For many students, choosing a major and registering for classes can be stressful. In Mississippi State’s College of Arts and Sciences, Academic Coordinator Emily Cain works full-time to help students navigate the many paths they can take, both in their academic classes and in their careers.
“Students shouldn’t feel pressured at 18 years old—or 22 years old, for that matter—to know exactly what they want to do,” the Taylorsville native said. “I think most students feel like everyone else has it all figured out and they’re the outlier, when the truth is actually the opposite. And sometimes the most helpful thing is recognizing and coming to terms with what you ‘don’t’ want to do. Having guidance from family and friends is great, but it’s ultimately your life, so live it.”
Cain, a 2005 MSU alumna, joined MSU’s faculty as a lecturer for the communication department in 2007, shortly after she finished her master’s degree from the University of Southern Mississippi.
“In my first year as an instructor, I had advising duties. That was a whole new experience,” said Cain, who was a faculty advisor for five years with a small group of students before taking on coordination duties for the whole department in 2012. In 2019, her advising duties increased again as she became the academic coordinator for the College of Arts and Sciences.
During her sophomore year at Jones County Junior College, now Jones College, Cain realized it was time to think about her career and pick “the” major—“the one that would stick.”
“I realized what I truly enjoyed was school. I loved my experience at Jones, and I started thinking about what I could to do have a career on a college campus. Of course, teaching was the main idea,” said Cain, who earned her associate’s degree from Jones College in 2003 and then transferred to MSU.
“Within my first week at MSU as a communication major, I knew I was right where I was supposed to be. I loved my communication classes. It was like this entire field that I didn’t even realize was an option was such a perfect fit for me. My mother—who endured my incessant talking growing up—always said my major chose me,” Cain joked.
In her current role as an academic advisor and also an instructor for “Professional Seminar,” a class for Bachelor of Science in Interdisciplinary Studies students, Cain said she wishes students would be more open to trying new things.
“Some try to come up with the ‘perfect’ schedule weeks before they can even register, but there are so many great classes out there,” Cain said. “Sometimes the elective that you ‘settled’ for turns out to be your favorite class.”
Cain loves being the person students—or colleagues—turn to when they don’t know what to do or where to go next.
“An academic coordinator does it all,” Cain said. “They serve as advisors for both students and faculty when it comes to understanding graduation requirements and university policies. They troubleshoot difficult situations and help students understand their options. They help students navigate their academic life while keeping in mind the bigger picture.
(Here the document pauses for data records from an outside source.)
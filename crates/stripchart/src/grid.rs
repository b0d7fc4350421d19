//! Gridline placement and axis label text.
//!
//! Vertical gridlines march left from `now` every `time_tick` seconds and are
//! labelled with the elapsed time. Horizontal gridlines sit at every
//! `scale_bump` above `min_scale` and are labelled with the scaled value and
//! units.

use crate::config::ChartConfig;
use crate::layout::PlotArea;
use crate::mapper::CoordinateMapper;
use crate::text::{FontSpec, TextExtent, TextMeasurer};

/// Hard cap on gridlines per axis, for absurd tick/scale combinations.
pub const MAX_GRIDLINES: usize = 1024;

const SECONDS_PER_HOUR: u64 = 3600;
const SECONDS_PER_DAY: u64 = 86_400;

/// Line dash pattern: alternating on/off lengths. Empty means solid.
#[derive(Debug, Clone, PartialEq, Default)]
pub struct DashPattern {
    pub segments: Vec<f32>,
    pub offset: f32,
}

impl DashPattern {
    /// Solid line (no dashes).
    pub const SOLID: DashPattern = DashPattern {
        segments: Vec::new(),
        offset: 0.0,
    };

    /// Equal on and off runs of `size` pixels.
    pub fn dotted(size: f32) -> Self {
        Self {
            segments: vec![size],
            offset: 0.0,
        }
    }

    pub fn dashed(dash: f32, gap: f32) -> Self {
        Self {
            segments: vec![dash, gap],
            offset: 0.0,
        }
    }

    pub fn is_solid(&self) -> bool {
        self.segments.is_empty()
    }
}

/// Snap a coordinate onto a pixel centre so 1px lines stay crisp.
pub fn snap(position: f32) -> f32 {
    position.floor() + 0.5
}

/// A vertical gridline for one time step.
#[derive(Debug, Clone, PartialEq)]
pub struct TimeGridline {
    /// Seconds before `now`.
    pub elapsed: f64,
    pub x: f32,
    pub label: String,
    pub extent: TextExtent,
}

/// A horizontal gridline for one value step.
#[derive(Debug, Clone, PartialEq)]
pub struct ValueGridline {
    pub value: f32,
    pub y: f32,
    pub label: String,
    pub extent: TextExtent,
}

/// Vertical gridlines from the right edge leftwards until they leave the plot.
///
/// The first line is always at `now`, i.e. on the right edge.
pub fn time_gridlines(
    mapper: &CoordinateMapper,
    plot: &PlotArea,
    time_tick: f64,
    measurer: &dyn TextMeasurer,
    font: &FontSpec,
) -> Vec<TimeGridline> {
    let mut lines = Vec::new();
    for i in 0..MAX_GRIDLINES {
        let elapsed = i as f64 * time_tick;
        let x = mapper.time_to_position(mapper.now() - elapsed);
        if x <= plot.left {
            return lines;
        }

        let label = format_elapsed(elapsed, time_tick);
        let extent = measurer.measure(&label, font);
        lines.push(TimeGridline {
            elapsed,
            x,
            label,
            extent,
        });
    }

    tracing::debug!(
        "Time axis truncated at {} gridlines (time_tick = {})",
        MAX_GRIDLINES,
        time_tick
    );
    lines
}

/// Horizontal gridlines at `min_scale + i * scale_bump` for `i >= 1`, up to
/// and including `max_scale`.
pub fn value_gridlines(
    mapper: &CoordinateMapper,
    config: &ChartConfig,
    measurer: &dyn TextMeasurer,
) -> Vec<ValueGridline> {
    let epsilon = config.scale_bump * 1e-4;
    let mut lines = Vec::new();
    for i in 1..=MAX_GRIDLINES {
        let value = config.min_scale + i as f32 * config.scale_bump;
        if value > config.max_scale + epsilon {
            return lines;
        }

        let label = format_value(value, config.unit_scale, &config.units);
        let extent = measurer.measure(&label, &config.font);
        lines.push(ValueGridline {
            value,
            y: mapper.value_to_position(value),
            label,
            extent,
        });
    }

    tracing::debug!(
        "Value axis truncated at {} gridlines (scale_bump = {})",
        MAX_GRIDLINES,
        config.scale_bump
    );
    lines
}

/// Format an elapsed time for the time axis.
///
/// The unit is picked from the tick spacing, not the value: `m:ss` below an
/// hour, `h:mm` below a day, whole days beyond that.
///
/// ```
/// use stripchart::grid::format_elapsed;
///
/// assert_eq!(format_elapsed(70.0, 10.0), "1:10");
/// assert_eq!(format_elapsed(5400.0, 1800.0), "90:00");
/// assert_eq!(format_elapsed(5400.0, 3600.0), "1:30");
/// assert_eq!(format_elapsed(172_800.0, 86_400.0), "2");
/// ```
pub fn format_elapsed(elapsed: f64, time_tick: f64) -> String {
    let seconds = elapsed.max(0.0).round() as u64;
    if time_tick < SECONDS_PER_HOUR as f64 {
        format!("{}:{:02}", seconds / 60, seconds % 60)
    } else if time_tick < SECONDS_PER_DAY as f64 {
        format!(
            "{}:{:02}",
            seconds / SECONDS_PER_HOUR,
            (seconds % SECONDS_PER_HOUR) / 60
        )
    } else {
        format!("{}", seconds / SECONDS_PER_DAY)
    }
}

/// Decimal places needed to show `unit_scale`-scaled values.
pub fn value_decimals(unit_scale: f32) -> usize {
    if unit_scale <= 0.001 {
        3
    } else if unit_scale <= 0.01 {
        2
    } else if unit_scale <= 0.1 {
        1
    } else {
        0
    }
}

/// Format a value-axis label as `"<value * unit_scale> <units>"`.
///
/// ```
/// use stripchart::grid::format_value;
///
/// assert_eq!(format_value(50.0, 1.0, "%"), "50 %");
/// assert_eq!(format_value(1500.0, 0.001, "kB"), "1.500 kB");
/// assert_eq!(format_value(20.0, 1.0, ""), "20");
/// ```
pub fn format_value(value: f32, unit_scale: f32, units: &str) -> String {
    let decimals = value_decimals(unit_scale);
    let scaled = value * unit_scale;
    if units.is_empty() {
        format!("{:.*}", decimals, scaled)
    } else {
        format!("{:.*} {}", decimals, scaled, units)
    }
}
Good advisors and academic coordinators are often teachers, counselors, managers and cheerleaders all in one.”
Whatever role she plays in the lives of her students and colleagues, Cain hopes they know someone is out there who cares for them.
“I hope that I can play a small part in them all having a great college experience and looking back on their time at MSU with pride for what they have achieved.”
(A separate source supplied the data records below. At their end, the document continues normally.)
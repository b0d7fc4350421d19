//! Headless Telemetry Monitor
//!
//! This example demonstrates:
//! - Recording synthetic CPU and temperature feeds into telemetry sources
//! - Driving redraws from a `RefreshDriver` on a plain thread
//! - Threading the sticky layout from one frame to the next
//! - Implementing `Canvas` for a custom backend (SVG)
//!
//! Simulated time advances one second per tick so a couple of minutes of
//! history are produced in a few seconds.
//!
//! Run with: cargo run -p stripchart --example svg_monitor -- [out.svg] [chart.toml]

use std::fmt::Write as _;
use std::sync::atomic::{AtomicBool, Ordering};
use std::time::Duration;

use glam::Vec2;
use stripchart::{
    Canvas, ChartConfig, Clock, DashPattern, FontSpec, Graphable, ManualClock, MonospaceMeasurer,
    Rect, RefreshDriver, StripChart, TelemetrySource, Viewport,
};
use stripchart_core::Color;
use stripchart_core::logging;
use stripchart_core::profiling::{ProfilingBackend, init_profiling, new_frame};

const TICKS: u64 = 150;

#[derive(Debug, Clone)]
struct SvgState {
    color: Color,
    line_width: f32,
    dash: Vec<f32>,
    clip: Option<usize>,
}

/// Writes canvas calls out as SVG elements.
struct SvgCanvas {
    viewport: Viewport,
    defs: String,
    body: String,
    path: String,
    path_rect: Option<Rect>,
    state: SvgState,
    stack: Vec<SvgState>,
    clips: usize,
}

impl SvgCanvas {
    fn new(viewport: Viewport) -> Self {
        Self {
            viewport,
            defs: String::new(),
            body: String::new(),
            path: String::new(),
            path_rect: None,
            state: SvgState {
                color: Color::BLACK,
                line_width: 1.0,
                dash: Vec::new(),
                clip: None,
            },
            stack: Vec::new(),
            clips: 0,
        }
    }

    fn rgb(color: Color) -> String {
        let [r, g, b] = color.to_rgb_array().map(|c| (c.clamp(0.0, 1.0) * 255.0).round() as u8);
        format!("#{:02x}{:02x}{:02x}", r, g, b)
    }

    fn clip_attr(&self) -> String {
        self.state
            .clip
            .map(|id| format!(" clip-path=\"url(#clip{})\"", id))
            .unwrap_or_default()
    }

    fn escape(text: &str) -> String {
        text.replace('&', "&amp;")
            .replace('<', "&lt;")
            .replace('>', "&gt;")
    }

    fn finish(self) -> String {
        format!(
            "<svg xmlns=\"http://www.w3.org/2000/svg\" width=\"{}\" height=\"{}\">\n<defs>\n{}</defs>\n{}</svg>\n",
            self.viewport.width, self.viewport.height, self.defs, self.body
        )
    }
}

impl Canvas for SvgCanvas {
    fn save(&mut self) {
        self.stack.push(self.state.clone());
    }

    fn restore(&mut self) {
        if let Some(state) = self.stack.pop() {
            self.state = state;
        }
    }

    fn rectangle(&mut self, rect: Rect) {
        let _ = write!(
            self.path,
            "M{} {}h{}v{}h{}Z",
            rect.x, rect.y, rect.width, rect.height, -rect.width
        );
        self.path_rect = Some(rect);
    }

    fn clip(&mut self) {
        // only rectangular clips are produced by the chart
        if let Some(rect) = self.path_rect.take() {
            self.clips += 1;
            let _ = writeln!(
                self.defs,
                "<clipPath id=\"clip{}\"><rect x=\"{}\" y=\"{}\" width=\"{}\" height=\"{}\"/></clipPath>",
                self.clips, rect.x, rect.y, rect.width, rect.height
            );
            self.state.clip = Some(self.clips);
        }
        self.path.clear();
    }

    fn move_to(&mut self, point: Vec2) {
        let _ = write!(self.path, "M{} {}", point.x, point.y);
    }

    fn line_to(&mut self, point: Vec2) {
        let _ = write!(self.path, "L{} {}", point.x, point.y);
    }

    fn close_path(&mut self) {
        self.path.push('Z');
    }

    fn stroke(&mut self) {
        let dash = if self.state.dash.is_empty() {
            String::new()
        } else {
            let parts: Vec<String> = self.state.dash.iter().map(|d| d.to_string()).collect();
            format!(" stroke-dasharray=\"{}\"", parts.join(","))
        };
        let _ = writeln!(
            self.body,
            "<path d=\"{}\" fill=\"none\" stroke=\"{}\" stroke-width=\"{}\"{}{}/>",
            self.path,
            Self::rgb(self.state.color),
            self.state.line_width,
            dash,
            self.clip_attr()
        );
        self.path.clear();
        self.path_rect = None;
    }

    fn fill(&mut self) {
        let _ = writeln!(
            self.body,
            "<path d=\"{}\" fill=\"{}\"{}/>",
            self.path,
            Self::rgb(self.state.color),
            self.clip_attr()
        );
        self.path.clear();
        self.path_rect = None;
    }

    fn set_color(&mut self, color: Color) {
        self.state.color = color;
    }

    fn set_line_width(&mut self, width: f32) {
        self.state.line_width = width;
    }

    fn set_dash(&mut self, dash: &DashPattern) {
        self.state.dash = dash.segments.clone();
    }

    fn draw_text(&mut self, origin: Vec2, text: &str, font: &FontSpec) {
        let _ = writeln!(
            self.body,
            "<text x=\"{}\" y=\"{}\" font-family=\"{}\" font-size=\"{}\" fill=\"{}\" dominant-baseline=\"hanging\"{}>{}</text>",
            origin.x,
            origin.y,
            font.family,
            font.size,
            Self::rgb(self.state.color),
            self.clip_attr(),
            Self::escape(text)
        );
    }

    fn draw_text_vertical(&mut self, origin: Vec2, text: &str, font: &FontSpec) {
        let _ = writeln!(
            self.body,
            "<text transform=\"translate({} {}) rotate(-90)\" font-family=\"{}\" font-size=\"{}\" fill=\"{}\" dominant-baseline=\"hanging\">{}</text>",
            origin.x,
            origin.y,
            font.family,
            font.size,
            Self::rgb(self.state.color),
            Self::escape(text)
        );
    }
}

fn main() -> Result<(), Box<dyn std::error::Error>> {
    logging::init();
    init_profiling(ProfilingBackend::InProcess);

    let mut args = std::env::args().skip(1);
    let output = args.next().unwrap_or_else(|| "stripchart.svg".to_owned());
    let config = match args.next() {
        Some(path) => ChartConfig::from_file(path)?,
        None => ChartConfig::default()
            .with_series_name("value")
            .with_redlines(-1.0, 85.0)
            .with_y_axis_title("Utilization")
            .with_time_axis(5.0, 15.0),
    };

    let chart = StripChart::new(config)?;
    let series_name = chart.config().series_name.clone();
    let viewport = Viewport::new(640.0, 320.0);
    let measurer = MonospaceMeasurer::default();
    let clock = ManualClock::new(0.0);

    let mut cpu = TelemetrySource::new("cpu", Color::from_hex(0xCC2222));
    let mut temperature = TelemetrySource::new("temperature", Color::from_hex(0x2255AA));

    let mut layout = chart.initial_layout();
    let mut last_frame = None;
    let stop = AtomicBool::new(false);
    let mut driver = RefreshDriver::new(Duration::from_millis(10));

    driver.run(&stop, |tick| {
        new_frame();
        clock.advance(1.0);
        let now = clock.now();
        let phase = tick as f32 * 0.08;
        cpu.record(&series_name, now, 50.0 + 35.0 * phase.sin() + 5.0 * (phase * 7.0).sin());
        temperature.record(&series_name, now, 60.0 + 20.0 * (phase * 0.5).cos());

        let sources: [&dyn Graphable; 2] = [&cpu, &temperature];
        let frame = chart.render_frame(layout, now, Some(viewport), &sources, &measurer);
        layout = frame.layout;
        last_frame = Some(frame);

        if tick >= TICKS {
            stop.store(true, Ordering::Relaxed);
        }
    });

    let Some(frame) = last_frame else {
        return Err("no frame was rendered".into());
    };

    let mut canvas = SvgCanvas::new(viewport);
    frame.commands.replay(&mut canvas);
    std::fs::write(&output, canvas.finish())?;

    tracing::info!(
        "Wrote {} ({} draw commands, margins {:?})",
        output,
        frame.commands.len(),
        layout.margins
    );
    Ok(())
}
//! Stripchart - scrolling real-time time-series charts
//!
//! This crate provides:
//! - Sample storage for named telemetry feeds ([`Series`], [`Graphable`])
//! - Value/time to pixel mapping with a sliding time window
//! - Layout with sticky margins sized from measured label text
//! - Frame rendering into a backend-neutral draw list ([`DrawList`], [`Canvas`])
//! - A fixed-rate [`RefreshDriver`] for hosts without their own timer
//!
//! # Example
//!
//! ```ignore
//! use stripchart::*;
//!
//! let chart = StripChart::new(ChartConfig::from_file("chart.toml")?)?;
//! let mut layout = chart.initial_layout();
//! let mut driver = RefreshDriver::from_config(chart.config());
//!
//! // In the host's event loop:
//! if driver.poll(std::time::Instant::now()) {
//!     let frame = chart.render_frame(layout, clock.now(), surface.size(), &sources, &measurer);
//!     frame.commands.replay(&mut surface);
//!     layout = frame.layout;
//! }
//! ```

// Data
mod graphable;
mod series;

// Geometry
mod layout;
mod mapper;
mod rect;
pub mod grid;

// Text and drawing
mod draw;
mod text;

// Chart
mod clock;
mod config;
mod error;
mod refresh;
mod renderer;

// Re-exports
pub use graphable::*;
pub use series::*;

pub use grid::DashPattern;
pub use layout::*;
pub use mapper::*;
pub use rect::*;

pub use draw::*;
pub use text::*;

pub use clock::*;
pub use config::*;
pub use error::*;
pub use refresh::*;
pub use renderer::*;
use serde::{Deserialize, Serialize};

use crate::chat::Message;
use crate::observe::thread::ThreadView;
use crate::session::SessionSnapshot;

/// Generic API response wrapper
#[derive(Debug, Serialize, Deserialize)]
pub struct ApiResponse<T> {
    pub status: String,
    pub data: Option<T>,
    pub message: Option<String>,
}

impl<T> ApiResponse<T> {
    pub fn success(data: T) -> Self {
        Self {
            status: "success".to_string(),
            data: Some(data),
            message: None,
        }
    }

    pub fn error(message: impl Into<String>) -> Self {
        Self {
            status: "error".to_string(),
            data: None,
            message: Some(message.into()),
        }
    }
}

/// Body of `select` and `initialize`
#[derive(Debug, Serialize, Deserialize)]
pub struct ModelRequest {
    pub model: String,
}

#[derive(Debug, Serialize, Deserialize)]
pub struct SendMessageRequest {
    pub text: String,
}

/// Returned once the reply has been opened; the text streams afterwards.
#[derive(Debug, Serialize, Deserialize)]
pub struct SendMessageResponse {
    pub message_id: String,
}

/// Body of `GET /messages`. `transcript` carries each message's status,
/// including the error of a reply that failed partway.
#[derive(Debug, Serialize)]
pub struct TranscriptView {
    #[serde(flatten)]
    pub thread: ThreadView,
    pub transcript: Vec<Message>,
}

/// Payload of every `state` event on the event stream
#[derive(Debug, Serialize)]
pub struct StateEvent {
    pub session: SessionSnapshot,
    #[serde(flatten)]
    pub conversation: TranscriptView,
}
With plenty of her own achievements since arriving at the university as a student two decades ago, Cain said she is proud to be a part of the MSU tradition.
“When I walk across the Drill Field on a beautiful day and think about how long some of these buildings have been here, the thousands of people who have walked the same path and all the great things they have accomplished and the university has done—I really feel very privileged to get to claim it as both an alum and employee.”